How does an enterprise manage its sourcing arrangements to realize their full value? How do service providers gain a full understanding of contract expectations so they can bid accurately on RFPs? Enter Technology Business Management (TBM), a methodology that provides deeper cost insights for a more dynamic and automated sourcing process. When companies use TBM, they are able to make better business decisions, develop new financial business cases, and plan their future investments based on real data.
Gaining the full benefits of IT sourcing requires more than lean operations and competitive bidding. As sourcing has continued to evolve, enterprises have been faced with a dilemma: the value of a good sourcing contract can erode over time. From issuing an RFP to maintaining a contract, an organization needs clean data to calculate the Total Cost of Ownership (TCO) of its IT services, ensure flexibility in the contract and begin shifting front-loaded payment schedules to a subscription model.

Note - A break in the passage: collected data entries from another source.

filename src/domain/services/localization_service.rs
// Copyright (c) 2025 Kirky.X
//
// Licensed under the MIT License
// See LICENSE file in the project root for full license information.

/// 阶段名称本地化特质
pub trait StageLocalizer: Send + Sync {
    /// 将阶段标题翻译为指定语言
    ///
    /// `language` 为空时使用系统默认语言；没有对应翻译时返回原标题
    fn localize(&self, stage_title: &str, language: Option<&str>) -> String;
}

/// 不做翻译，直接返回阶段标题
#[derive(Debug, Clone, Copy, Default)]
pub struct RawStageTitle;

impl StageLocalizer for RawStageTitle {
    fn localize(&self, stage_title: &str, _language: Option<&str>) -> String {
        stage_title.to_string()
    }
}
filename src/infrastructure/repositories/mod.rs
// Copyright (c) 2025 Kirky.X
//
// Licensed under the MIT License
// See LICENSE file in the project root for full license information.

pub mod item_repo_impl;
// Copyright (c) 2025 Kirky.X
//
// Licensed under the MIT License
// See LICENSE file in the project root for full license information.

use serde::Serialize;

/// 发送成功时展示给用户的提示
pub const WEBHOOK_SENT_MESSAGE: &str = "Webhook sent.";

/// 提示级别
#[derive(Debug, Clone, Copy, PartialEq, Eq, Serialize)]
#[serde(rename_all = "snake_case")]
pub enum MessageLevel {
    Message,
    Notice,
    Warning,
    Error,
}

/// 用户提示
#[derive(Debug, Clone, PartialEq, Eq, Serialize)]
pub struct UserMessage {
    pub level: MessageLevel,
    pub text: String,
}

/// 用户提示队列特质
pub trait MessageSink: Send + Sync {
    /// 排入一条提示
    fn enqueue(&self, text: &str, level: MessageLevel);
}
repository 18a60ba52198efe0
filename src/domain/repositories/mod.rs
// Copyright (c) 2025 Kirky.X
//
// Licensed under the MIT License
// See LICENSE file in the project root for full license information.

/// 仓库接口模块
///
/// 条目信息由宿主系统提供，领域层只依赖查询接口
pub mod item_repository;
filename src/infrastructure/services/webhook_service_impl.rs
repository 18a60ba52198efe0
// Copyright (c) 2025 Kirky.X
//
// Licensed under the MIT License
// See LICENSE file in the project root for full license information.

use crate::domain::models::webhook::{RenderedCall, WebhookMethod};
use crate::domain::services::webhook_service::{DispatchError, WebhookResponse, WebhookTransport};
use async_trait::async_trait;
use reqwest::header::{self, HeaderMap, HeaderName, HeaderValue};
use reqwest::{Client, Method};
use std::time::Duration;
use tracing::warn;

/// 默认请求超时
pub const DEFAULT_TIMEOUT: Duration = Duration::from_secs(10);

/// Webhook传输实现
///
/// 基于reqwest发送请求，每个请求都有超时限制
pub struct WebhookServiceImpl {
    /// HTTP 客户端
    client: Client,
}

impl WebhookServiceImpl {
    /// 创建新的 Webhook 传输实现
    ///
    /// # 参数
    ///
    /// * `timeout` - 单次请求超时
    /// * `user_agent` - 请求使用的User-Agent
    pub fn new(timeout: Duration, user_agent: &str) -> Self {
        let mut headers = HeaderMap::new();
        if let Ok(value) = HeaderValue::from_str(user_agent) {
            headers.insert(header::USER_AGENT, value);
        }

        let client = Client::builder()
            .timeout(timeout)
            .default_headers(headers)
            .build()
            .unwrap_or_default();

        Self { client }
    }

    /// 解析 "Name: Value" 形式的请求头
    ///
    /// 不合法的请求头会被忽略
    fn parse_headers(lines: &[String]) -> HeaderMap {
        let mut headers = HeaderMap::new();
        for line in lines {
            let Some((name, value)) = line.split_once(':') else {
                warn!("Dropping malformed webhook header: {}", line);
                continue;
            };
            match (
                HeaderName::from_bytes(name.trim().as_bytes()),
                HeaderValue::from_str(value.trim()),
            ) {
                (Ok(name), Ok(value)) => {
                    // append keeps repeated names in configured order
                    headers.append(name, value);
                }
                _ => warn!("Dropping invalid webhook header: {}", name.trim()),
            }
        }
        headers
    }

    fn method(method: WebhookMethod) -> Method {
        match method {
            WebhookMethod::Get => Method::GET,
            WebhookMethod::Post => Method::POST,
            WebhookMethod::Put => Method::PUT,
            WebhookMethod::Delete => Method::DELETE,
        }
    }
}

impl Default for WebhookServiceImpl {
    fn default() -> Self {
        Self::new(
            DEFAULT_TIMEOUT,
            concat!("Workflow-Webhook/", env!("CARGO_PKG_VERSION")),
        )
    }
}

#[async_trait]
impl WebhookTransport for WebhookServiceImpl {
    async fn send(
        &self,
        call: &RenderedCall,
        payload: Option<&serde_json::Value>,
    ) -> Result<WebhookResponse, DispatchError> {
        let url = url::Url::parse(&call.url).map_err(|source| DispatchError::InvalidUrl {
            url: call.url.clone(),
            source,
        })?;

        let mut request = self.client.request(Self::method(call.method), url);

        if call.method.sends_headers() {
            request = request.headers(Self::parse_headers(&call.headers));
        }
        if call.method.sends_body() {
            if let Some(payload) = payload {
                // json() keeps a configured Content-Type header
                request = request.json(payload);
            }
        }

        let response = request.send().await?;
        let status = response.status();
        let body = response.text().await.ok().filter(|b| !b.is_empty());

        if call.method.fails_on_http_error() && !status.is_success() {
            return Err(DispatchError::HttpStatus {
                status: status.as_u16(),
                body,
            });
        }

        Ok(WebhookResponse {
            status: status.as_u16(),
            body,
        })
    }
}
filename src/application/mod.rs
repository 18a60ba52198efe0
// Copyright (c) 2025 Kirky.X
//
// Licensed under the MIT License
// See LICENSE file in the project root for full license information.

/// 应用程序模块
///
/// 负责把宿主发来的请求转换为领域事件和配置
pub mod dto;
// Copyright (c) 2025 Kirky.X
//
// Licensed under the MIT License
// See LICENSE file in the project root for full license information.

use config::{Config, ConfigError, Environment, File};
use serde::Deserialize;
use std::collections::HashMap;
use std::time::Duration;

/// 应用程序配置设置
///
/// 包含服务器、Webhook发送、工作流上下文过滤、本地化和指标等配置项
#[derive(Debug, Clone, Deserialize)]
pub struct Settings {
    /// 服务器配置
    pub server: ServerSettings,
    /// Webhook 配置
    pub webhook: WebhookSettings,
    /// 工作流上下文配置
    pub workflow: WorkflowSettings,
    /// 本地化配置
    pub localization: LocalizationSettings,
    /// 指标配置
    pub metrics: MetricsSettings,
}

/// 服务器配置设置
#[derive(Debug, Clone, Deserialize)]
pub struct ServerSettings {
    /// 服务器监听主机地址
    pub host: String,
    /// 服务器监听端口
    pub port: u16,
}

/// Webhook配置设置
#[derive(Debug, Clone, Deserialize)]
pub struct WebhookSettings {
    /// 单次请求超时（秒）
    pub timeout_secs: u64,
    /// 请求使用的User-Agent
    pub user_agent: String,
}

impl WebhookSettings {
    pub fn timeout(&self) -> Duration {
        Duration::from_secs(self.timeout_secs)
    }
}

/// 工作流上下文配置设置
#[derive(Debug, Clone, Default, Deserialize)]
pub struct WorkflowSettings {
    /// 允许的上下文，为空表示全部允许
    #[serde(default)]
    pub allowed_contexts: Vec<String>,
    /// 禁止的上下文
    #[serde(default)]
    pub forbidden_contexts: Vec<String>,
}

/// 本地化配置设置
#[derive(Debug, Clone, Deserialize)]
pub struct LocalizationSettings {
    /// 系统默认语言
    pub default_language: String,
    /// 语言 -> (阶段标题 -> 翻译)
    #[serde(default)]
    pub catalogs: HashMap<String, HashMap<String, String>>,
}

/// 指标配置设置
#[derive(Debug, Clone, Deserialize)]
pub struct MetricsSettings {
    /// 是否启用Prometheus导出
    pub enabled: bool,
    /// 导出器监听地址
    pub listen_addr: String,
}

impl Settings {
    /// 创建新的配置实例
    ///
    /// 依次加载默认值、配置文件和环境变量
    ///
    /// # Returns
    ///
    /// * `Ok(Settings)` - 成功加载的配置
    /// * `Err(ConfigError)` - 配置加载失败
    pub fn new() -> Result<Self, ConfigError> {
        let env = std::env::var("APP_ENVIRONMENT").unwrap_or_else(|_| "default".to_string());
        Self::builder()?
            .add_source(File::with_name("config/default").required(false))
            .add_source(File::with_name(&format!("config/{}", env)).required(false))
            .add_source(
                Environment::with_prefix("WORKFLOW_WEBHOOK")
                    .prefix_separator("__")
                    .separator("__")
                    .list_separator(",")
                    .with_list_parse_key("workflow.allowed_contexts")
                    .with_list_parse_key("workflow.forbidden_contexts")
                    .try_parsing(true),
            )
            .build()?
            .try_deserialize()
    }

    /// 只使用默认值构建配置
    pub fn defaults() -> Result<Self, ConfigError> {
        Self::builder()?.build()?.try_deserialize()
    }

    fn builder() -> Result<config::ConfigBuilder<config::builder::DefaultState>, ConfigError> {
        Config::builder()
            // Start with default settings
            .set_default("server.host", "0.0.0.0")?
            .set_default("server.port", 3000)?
            // Default Webhook settings
            .set_default("webhook.timeout_secs", 10)?
            .set_default(
                "webhook.user_agent",
                concat!("Workflow-Webhook/", env!("CARGO_PKG_VERSION")),
            )?
            // Default Workflow settings
            .set_default("workflow.allowed_contexts", Vec::<String>::new())?
            .set_default("workflow.forbidden_contexts", Vec::<String>::new())?
            // Default Localization settings
            .set_default("localization.default_language", "en-GB")?
            // Default Metrics settings
            .set_default("metrics.enabled", false)?
            .set_default("metrics.listen_addr", "0.0.0.0:9000")
    }
}
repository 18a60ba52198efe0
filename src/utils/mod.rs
// Copyright (c) 2025 Kirky.X
//
// Licensed under the MIT License
// See LICENSE file in the project root for full license information.

/// 工具模块
///
/// 提供通用的工具函数和辅助功能
pub mod telemetry;
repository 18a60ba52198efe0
// Copyright (c) 2025 Kirky.X
//
// Licensed under the MIT License
// See LICENSE file in the project root for full license information.

/// HTTP请求处理器模块
///
/// 包含各个API端点的具体处理逻辑
pub mod transition_handler;
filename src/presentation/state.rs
// Copyright (c) 2025 Kirky.X
//
// Licensed under the MIT License
// See LICENSE file in the project root for full license information.

use crate::config::settings::Settings;
use crate::domain::services::context_gate::ContextGate;
use crate::domain::services::localization_service::StageLocalizer;
use crate::domain::services::notification_service::MessageSink;
use crate::domain::services::webhook_service::WebhookTransport;
use crate::domain::use_cases::dispatch_webhook::WebhookDispatcher;
use crate::infrastructure::services::localization_service_impl::CatalogStageLocalizer;
use crate::infrastructure::services::webhook_service_impl::WebhookServiceImpl;
use std::sync::Arc;

/// 请求间共享的服务
#[derive(Clone)]
pub struct AppState {
    pub transport: Arc<dyn WebhookTransport>,
    pub localizer: Arc<dyn StageLocalizer>,
    pub gate: ContextGate,
}

impl AppState {
    /// 根据配置构建
    pub fn from_settings(settings: &Settings) -> Self {
        Self {
            transport: Arc::new(WebhookServiceImpl::new(
                settings.webhook.timeout(),
                &settings.webhook.user_agent,
            )),
            localizer: Arc::new(CatalogStageLocalizer::new(
                settings.localization.default_language.clone(),
                settings.localization.catalogs.clone(),
            )),
            gate: ContextGate::new(
                settings.workflow.allowed_contexts.clone(),
                settings.workflow.forbidden_contexts.clone(),
            ),
        }
    }

    /// 为一次请求创建调度器，提示写入该请求自己的队列
    pub fn dispatcher(&self, messages: Arc<dyn MessageSink>) -> WebhookDispatcher {
        WebhookDispatcher::new(self.transport.clone(), self.localizer.clone(), messages)
            .with_gate(self.gate.clone())
    }
}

On the flip side, the service provider needs to maximize profits and secure a long-term commitment with revenue upfront.
It would seem enterprises and service providers are competing in a zero-sum game. A more effective model is one in which both parties share a common understanding of expectations to enable joint success.
Contract negotiations and service rollouts work best when buy-side enterprises and IT service providers communicate clearly the initial set of assumptions and craft the contract to fill specific needs. The base case financial model relies on data to develop a broader financial strategy and design a more effective sourcing arrangement. By aligning the data in the financial base case with the ATUM (Apptio TBM Unified Model) taxonomy, both parties gain new efficiencies. This approach can automate building a business case directly from the ATUM model, deliver dashboards to analyze the data, and apply tools to track and monitor the sourcing arrangement on an ongoing basis.
Over time, many arrangements suffer from a loosening of alignment. In a three-year contract, for example, the enterprise client may fail to revisit the initial underlying assumptions in the contract or evaluate its financial justification relative to the current market for the services.
Assumptions and the conditions that led to the RFP in the first place change over time, and what may have yielded benefit and cost savings in the beginning may eventually erode into something of lesser benefit. TBM-based software systems, such as Apptio, automate the monitoring and tracking needed to measure these assumptions over time. As contracts become shorter and more agile and, in the case of cloud-based services, less dependent on a front-loaded revenue model, cost transparency becomes a more essential component of outsourcing. Continually and automatically benchmarking, as part of a TBM-driven strategy, can improve transparency no matter the terms of the contract.
Effective service performance management, change management, benchmarking and data analysis supported by TBM will provide a better understanding of when and why a beneficial contract may become less cost effective over time.